After conducting raids in Florida, Texas and New Jersey, federal prosecutors charged thirteen people with wire fraud, money laundering, racketeering, securities fraud and making false statements on loan applications. The mortgage fraud case is noteworthy because FBI investigators claim the people charged are members of the mob in Philadelphia. They claim that white collar crimes such as mortgage fraud are replacing the traditional sources of income in organized crime groups.
If found guilty, the group faces many years in prison as well as restitution of millions of dollars based on the false loan statements and securities violations. The government claims that, through threats of violence and coercion, the group took control of FirstPlus Financial Group. Through shell corporations and consulting contracts, they purportedly funneled money out of the publicly traded company for personal expenses and luxury purchases.

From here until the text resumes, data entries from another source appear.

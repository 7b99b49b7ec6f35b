//! Health tracking for the long-running monitor
//!
//! Components are the provider gateway, the directory and one entry per
//! scanned site. A site whose listing fails is unhealthy; a site where
//! some VMs failed to reconcile is degraded.

use serde::{Deserialize, Serialize};
use std::collections::BTreeMap;
use std::sync::Arc;
use tokio::sync::RwLock;

/// Health status of a component
#[derive(Debug, Clone, Copy, PartialEq, Eq, Serialize, Deserialize)]
#[serde(rename_all = "lowercase")]
pub enum ComponentStatus {
    Healthy,
    /// Working, but some results are partial
    Degraded,
    Unhealthy,
}

impl ComponentStatus {
    pub fn is_operational(&self) -> bool {
        matches!(self, ComponentStatus::Healthy | ComponentStatus::Degraded)
    }
}

#[derive(Debug, Clone, Serialize, Deserialize)]
pub struct ComponentHealth {
    pub status: ComponentStatus,
    #[serde(skip_serializing_if = "Option::is_none")]
    pub message: Option<String>,
    pub last_check_timestamp: i64,
}

impl ComponentHealth {
    fn at_now(status: ComponentStatus, message: Option<String>) -> Self {
        Self {
            status,
            message,
            last_check_timestamp: chrono::Utc::now().timestamp(),
        }
    }

    pub fn healthy() -> Self {
        Self::at_now(ComponentStatus::Healthy, None)
    }

    pub fn degraded(message: impl Into<String>) -> Self {
        Self::at_now(ComponentStatus::Degraded, Some(message.into()))
    }

    pub fn unhealthy(message: impl Into<String>) -> Self {
        Self::at_now(ComponentStatus::Unhealthy, Some(message.into()))
    }
}

/// Overall health response
#[derive(Debug, Clone, Serialize, Deserialize)]
pub struct HealthResponse {
    pub status: ComponentStatus,
    pub components: BTreeMap<String, ComponentHealth>,
}

impl HealthResponse {
    /// Worst status across all components
    pub fn compute_status(components: &BTreeMap<String, ComponentHealth>) -> ComponentStatus {
        let mut has_degraded = false;

        for health in components.values() {
            match health.status {
                ComponentStatus::Unhealthy => return ComponentStatus::Unhealthy,
                ComponentStatus::Degraded => has_degraded = true,
                ComponentStatus::Healthy => {}
            }
        }

        if has_degraded {
            ComponentStatus::Degraded
        } else {
            ComponentStatus::Healthy
        }
    }
}

#[derive(Debug, Clone, Serialize, Deserialize)]
pub struct ReadinessResponse {
    pub ready: bool,
    #[serde(skip_serializing_if = "Option::is_none")]
    pub reason: Option<String>,
}

/// Component names for health tracking
pub mod components {
    pub const GATEWAY: &str = "gateway";
    pub const DIRECTORY: &str = "directory";

    /// Component name of one site
    pub fn site(name: &str) -> String {
        format!("site:{}", name)
    }
}

/// Shared registry of component health
#[derive(Debug, Clone)]
pub struct HealthRegistry {
    components: Arc<RwLock<BTreeMap<String, ComponentHealth>>>,
    ready: Arc<RwLock<bool>>,
}

impl Default for HealthRegistry {
    fn default() -> Self {
        Self::new()
    }
}

impl HealthRegistry {
    pub fn new() -> Self {
        Self {
            components: Arc::new(RwLock::new(BTreeMap::new())),
            ready: Arc::new(RwLock::new(false)),
        }
    }

    /// Register a component with initial healthy status
    pub async fn register(&self, name: &str) {
        self.update(name, ComponentHealth::healthy()).await;
    }

    pub async fn update(&self, name: &str, health: ComponentHealth) {
        let mut components = self.components.write().await;
        components.insert(name.to_string(), health);
    }

    pub async fn set_healthy(&self, name: &str) {
        self.update(name, ComponentHealth::healthy()).await;
    }

    pub async fn set_degraded(&self, name: &str, message: impl Into<String>) {
        self.update(name, ComponentHealth::degraded(message)).await;
    }

    pub async fn set_unhealthy(&self, name: &str, message: impl Into<String>) {
        self.update(name, ComponentHealth::unhealthy(message)).await;
    }

    pub async fn set_ready(&self, ready: bool) {
        *self.ready.write().await = ready;
    }

    pub async fn health(&self) -> HealthResponse {
        let components = self.components.read().await.clone();
        let status = HealthResponse::compute_status(&components);
        HealthResponse { status, components }
    }

    /// Ready once the first cycle completed and the gateway is usable.
    /// A single unreachable site does not make the monitor unready.
    pub async fn readiness(&self) -> ReadinessResponse {
        if !*self.ready.read().await {
            return ReadinessResponse {
                ready: false,
                reason: Some("First monitoring cycle has not completed".to_string()),
            };
        }

        let gateway_down = self
            .components
            .read()
            .await
            .get(components::GATEWAY)
            .is_some_and(|h| !h.status.is_operational());
        if gateway_down {
            return ReadinessResponse {
                ready: false,
                reason: Some("Provider gateway unhealthy".to_string()),
            };
        }

        ReadinessResponse {
            ready: true,
            reason: None,
        }
    }
}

Federal prosecutors are increasingly conflating mortgage fraud, health care fraud and other white collar crimes with more notorious criminal enterprises. As the penalties for white collar crime have increased, it may help the government to paint a more sinister picture of the people being charged.
The incidents alleged took place in 2008. Since that time, FirstPlus Financial Group has declared bankruptcy, claiming the actions of the defendants ruined the business. The bankruptcy drew little attention, coinciding as it did with the dramatic downturn suffered by the housing industry. Several of the defendants have pleaded not guilty in connection with the case while others have not yet entered a plea.